Падение Версилова объяснило, почему он не смог помочь сыну, искавшему у него ответы на важнейшие мировоззренческие вопросы [13; 171]. Аркадий пытался говорить с отцом о «всеобщей политике» и «социальных вопросах», о «том, как кончатся современные государства и мир и чем вновь обновится социальный мир» [13; 171–172] и пр. Сначала ответы Версилова больше напоминали отговорки: «Все государства <…> запутаются окончательно» в своих отношениях «и все до единого пожелают не заплатить, чтоб всем до единого обновиться во всеобщем банкрутстве. Между тем весь консервативный элемент всего мира сему воспротивится, ибо он-то и будет акционером и кредитором, и банкрутства допустить не захочет. Тогда, разумеется, начнётся, так сказать, всеобщее окисление; прибудет много жида, и начнётся жидовское царство; а засим все те, которые никогда не имели акций, да и вообще ничего не имели, то есть все нищие, естественно не захотят участвовать в окислении… Начнётся борьба, и, после семидесяти семи поражений, нищие уничтожат акционеров, отберут у них акции и сядут на их место,

акционерами же разумеется. Может, и скажут что-нибудь новое, а может, и нет. Вернее, что тоже обанкрутятся [13; 172][236].

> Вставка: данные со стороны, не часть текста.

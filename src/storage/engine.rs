//! `GraphStore` — the uniform row-store contract every backend implements.
//!
//! Backends differ only in connection mechanics and SQL dialect; every
//! method here must produce structurally identical outputs, and the same
//! error messages for the same error conditions, across implementations.

use async_trait::async_trait;

use crate::model::{Direction, Node, NodeId, PropertyMap, RelId, Relationship, Value};
use crate::Result;

/// The single monotonically increasing schema version this crate knows how
/// to initialize. Schema migrations beyond this are out of scope.
pub const SCHEMA_VERSION: i64 = 1;

#[async_trait]
pub trait GraphStore: Send + Sync + 'static {
    /// Idempotent schema bootstrap: `CREATE TABLE IF NOT EXISTS` /
    /// `CREATE INDEX IF NOT EXISTS`. Calling this `n` times produces the
    /// same schema as calling it once.
    async fn initialize(&self) -> Result<()>;

    fn is_connected(&self) -> bool;

    fn get_type(&self) -> &'static str;

    /// Allocate the next node id. Ids are never reused, even for nodes whose
    /// creating transaction is later rolled back — the id was already
    /// observable to the caller that received it.
    fn allocate_node_id(&self) -> NodeId;

    fn allocate_relationship_id(&self) -> RelId;

    /// Persist a node under an id obtained from `allocate_node_id`. Used
    /// both for direct creation and for folding a transaction's pending set
    /// on commit.
    async fn insert_node(&self, node: &Node) -> Result<()>;

    async fn insert_relationship(&self, rel: &Relationship) -> Result<()>;

    async fn create_node(&self, labels: Vec<String>, properties: PropertyMap) -> Result<Node> {
        let node = Node::new(self.allocate_node_id(), labels, properties);
        self.insert_node(&node).await?;
        Ok(node)
    }

    /// Both endpoints must already exist; otherwise fails with a `NotFound`
    /// naming the offending id.
    async fn create_relationship(
        &self,
        rel_type: &str,
        start_id: NodeId,
        end_id: NodeId,
        properties: PropertyMap,
    ) -> Result<Relationship> {
        if self.get_node(start_id).await?.is_none() {
            return Err(crate::Error::NotFound(format!("start node {start_id}")));
        }
        if self.get_node(end_id).await?.is_none() {
            return Err(crate::Error::NotFound(format!("end node {end_id}")));
        }
        let rel = Relationship::new(
            self.allocate_relationship_id(),
            rel_type.to_string(),
            start_id,
            end_id,
            properties,
        );
        self.insert_relationship(&rel).await?;
        Ok(rel)
    }

    /// All-or-nothing batch node creation.
    async fn create_nodes_atomic(
        &self,
        specs: Vec<(Vec<String>, PropertyMap)>,
    ) -> Result<Vec<Node>>;

    async fn get_node(&self, id: NodeId) -> Result<Option<Node>>;

    /// Replace semantics; refreshes `updated_at`. Fails if `id` doesn't exist.
    async fn update_node_properties(&self, id: NodeId, properties: PropertyMap) -> Result<()>;

    async fn update_node_labels(&self, id: NodeId, labels: Vec<String>) -> Result<()>;

    /// Cascades to incident relationships atomically. Missing id is a no-op
    /// (`Ok(false)`).
    async fn delete_node(&self, id: NodeId) -> Result<bool>;

    async fn get_relationship(&self, id: RelId) -> Result<Option<Relationship>>;

    async fn update_relationship_properties(&self, id: RelId, properties: PropertyMap) -> Result<()>;

    async fn delete_relationship(&self, id: RelId) -> Result<bool>;

    async fn find_nodes_by_label(&self, label: &str) -> Result<Vec<Node>>;

    async fn find_relationships_by_type(&self, rel_type: &str) -> Result<Vec<Relationship>>;

    async fn find_nodes_by_property(&self, key: &str, value: &Value) -> Result<Vec<Node>>;

    async fn find_nodes_with_array_containing(&self, field: &str, value: &Value) -> Result<Vec<Node>>;

    async fn all_nodes(&self) -> Result<Vec<Node>>;

    /// Relationships incident to `node`, filtered by direction and
    /// optionally by type.
    async fn relationships_of(
        &self,
        node: NodeId,
        dir: Direction,
        rel_type: Option<&str>,
    ) -> Result<Vec<Relationship>>;

    async fn node_count(&self) -> Result<u64>;

    async fn relationship_count(&self) -> Result<u64>;

    async fn schema_version(&self) -> Result<i64>;
}
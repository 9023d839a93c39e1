//! # cyphergraph — a property-graph database over a SQL row store
//!
//! Nodes and relationships live in ordinary SQL tables; queries are a
//! Neo4j-flavored Cypher subset (`MATCH`, `OPTIONAL MATCH`, `CREATE`,
//! `RETURN`, `WHERE`) executed by walking the parsed AST directly against
//! the storage adapter — there is no separate logical plan or optimizer.
//!
//! ## Storage Backends
//!
//! | Backend | Feature | Description |
//! |---------|---------|-------------|
//! | SQLite | `sqlite` (default) | single-file row store |
//! | Postgres | `postgres` | same schema, `$n` placeholders |
//!
//! ## Quick Start
//!
//! ```rust,no_run
//! use cyphergraph::{Graph, PropertyMap, SqliteStore, Value};
//!
//! # async fn example() -> cyphergraph::Result<()> {
//! let store = SqliteStore::connect("sqlite::memory:").await?;
//! let graph = Graph::new(store);
//! graph.initialize().await?;
//!
//! let mut params = PropertyMap::new();
//! params.insert("name".into(), Value::from("Ada"));
//! let result = graph.run("CREATE (n:Person {name: $name}) RETURN id(n) AS nodeId", params).await?;
//! println!("{:?}", result.records);
//! # Ok(())
//! # }
//! ```

pub mod dispatcher;
pub mod execution;
pub mod cypher;
pub mod model;
pub mod storage;
pub mod tx;

pub use execution::{Counters, QueryResult, Row};
pub use model::{Direction, Node, NodeId, PropertyMap, RelId, Relationship, Value};
pub use storage::{GraphStore, SCHEMA_VERSION};
#[cfg(feature = "postgres")]
pub use storage::PostgresStore;
#[cfg(feature = "sqlite")]
pub use storage::SqliteStore;
pub use tx::{BeginConfig, TransactionManager, TxState};

/// The primary entry point: a storage adapter plus its transaction registry.
pub struct Graph<S: GraphStore> {
    storage: S,
    transactions: TransactionManager,
}

impl<S: GraphStore> Graph<S> {
    pub fn new(storage: S) -> Self {
        Self {
            storage,
            transactions: TransactionManager::new(),
        }
    }

    pub async fn initialize(&self) -> Result<()> {
        self.storage.initialize().await
    }

    pub fn storage(&self) -> &S {
        &self.storage
    }

    pub fn transactions(&self) -> &TransactionManager {
        &self.transactions
    }

    /// Run a statement outside any transaction; writes apply immediately.
    pub async fn run(&self, query: &str, params: PropertyMap) -> Result<QueryResult> {
        execution::execute(&self.storage, &self.transactions, None, query, params).await
    }

    /// Run a statement scoped to an open transaction; writes stay pending
    /// until `commit`.
    pub async fn run_in_tx(&self, tx_id: &str, query: &str, params: PropertyMap) -> Result<QueryResult> {
        match self.transactions.get_state(tx_id) {
            Ok(TxState::Active) => {}
            Ok(TxState::Expired) => {
                return Err(Error::TransactionError(format!(
                    "transaction {tx_id} expired"
                )));
            }
            Ok(state) => {
                return Err(Error::TransactionError(format!(
                    "transaction {tx_id} is not active (state: {state:?})"
                )));
            }
            Err(e) => return Err(e.into()),
        }
        execution::execute(&self.storage, &self.transactions, Some(tx_id), query, params).await
    }

    pub fn begin(&self, config: Option<BeginConfig>) -> String {
        self.transactions.begin(config)
    }

    /// Fold a transaction's pending writes into storage, in dependency order:
    /// nodes before relationships, relationship deletes before node deletes.
    pub async fn commit(&self, tx_id: &str) -> Result<()> {
        let storage = &self.storage;
        self.transactions
            .commit(tx_id, |pending| async move {
                for node in &pending.created_nodes {
                    storage.insert_node(node).await?;
                }
                for rel in &pending.created_relationships {
                    storage.insert_relationship(rel).await?;
                }
                for id in &pending.deleted_relationship_ids {
                    storage.delete_relationship(*id).await?;
                }
                for id in &pending.deleted_node_ids {
                    storage.delete_node(*id).await?;
                }
                Ok(())
            })
            .await
    }

    pub fn rollback(&self, tx_id: &str) -> Result<()> {
        self.transactions.rollback(tx_id)?;
        Ok(())
    }
}

// ============================================================================
// Error Types
// ============================================================================

#[derive(Debug, thiserror::Error)]
pub enum Error {
    #[error("Cypher syntax error at position {position}: {message}")]
    SyntaxError { position: usize, message: String },

    #[error("Semantic error: {0}")]
    SemanticError(String),

    #[error("Missing parameter: {0}")]
    ParameterMissing(String),

    #[error("Not found: {0}")]
    NotFound(String),

    #[error("Transaction error: {0}")]
    TransactionError(String),

    #[error("Storage error: {0}")]
    StorageError(String),

    #[error("Not implemented: {0}")]
    NotImplemented(String),

    #[error("{0}")]
    General(String),

    #[error("IO error: {0}")]
    Io(#[from] std::io::Error),
}

impl Error {
    /// Neo4j-flavored wire error code, surfaced in the dispatcher's error envelope.
    pub fn code(&self) -> &'static str {
        match self {
            Error::SyntaxError { .. } => "Neo.ClientError.Statement.SyntaxError",
            Error::SemanticError(_) => "Neo.ClientError.Statement.SemanticError",
            Error::ParameterMissing(_) => "Neo.ClientError.Statement.ParameterMissing",
            Error::NotFound(_) => "Neo.ClientError.Statement.EntityNotFound",
            Error::TransactionError(_) => "Neo.ClientError.Transaction.TransactionNotFound",
            Error::NotImplemented(_) => "Neo.ClientError.Statement.NotImplemented",
            Error::StorageError(_) | Error::Io(_) | Error::General(_) => {
                "Neo.DatabaseError.General.UnknownError"
            }
        }
    }
}

impl From<tx::TxError> for Error {
    fn from(e: tx::TxError) -> Self {
        Error::TransactionError(e.to_string())
    }
}

pub type Result<T> = std::result::Result<T, Error>;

На вопрос Аркадия: «Что же делать?» Версилов отвечает: «Вообще же, ничего не делать всего лучше; по крайней мере, спокоен совестью, что ни в чём не участвовал» [13; 172]. За видимой каламбурностью ответа скрывается глубокий смысл. Если человек не способен различать добро и зло и не может принимать самостоятельных решений, находясь под властью чужой воли, то для него действительно лучше вообще ничего не делать, потому что ошибка неизбежна. Однако для Подростка это совершенно неприемлемо: «Я хочу знать, что именно мне делать и как мне жить?» [13; 172]. Но на этот главный и вечный вопрос молодёжи у Версилова нет своего ответа: «Будь честен, никогда не лги, не пожелай дому ближнего своего, одним словом, прочти десять заповедей: там всё это навеки написано. <…> Ну, уж если очень одолеет скука, постарайся полюбить кого-нибудь или что-нибудь или даже просто привязаться к чему-нибудь» [13; 172]. Примечательно, что он знает истинность этого пути: «Ты их (заповеди. – О. С.) исполни, несмотря на все твои вопросы и сомнения, и будешь человеком великим» [13; 173]. Эти слова являются аллюзией к изречению св. апостола Иакова о том, что и «бесы веруют, и трепещут» (Иак. 2:19). Поэтому, хотя Версилов указывает абсолютно правильный путь, он делает это так, что Аркадий сразу отвергает его. Между тем именем «Аркадий» Достоевский указывает на то, что ключ к счастью находится в сердце самого человека[237], и потому, если он хочет стать по-настоящему счастливым, ему просто нужно исполнить заповеди счастья (блаженства), данные Христом (Мф. 5:3–12).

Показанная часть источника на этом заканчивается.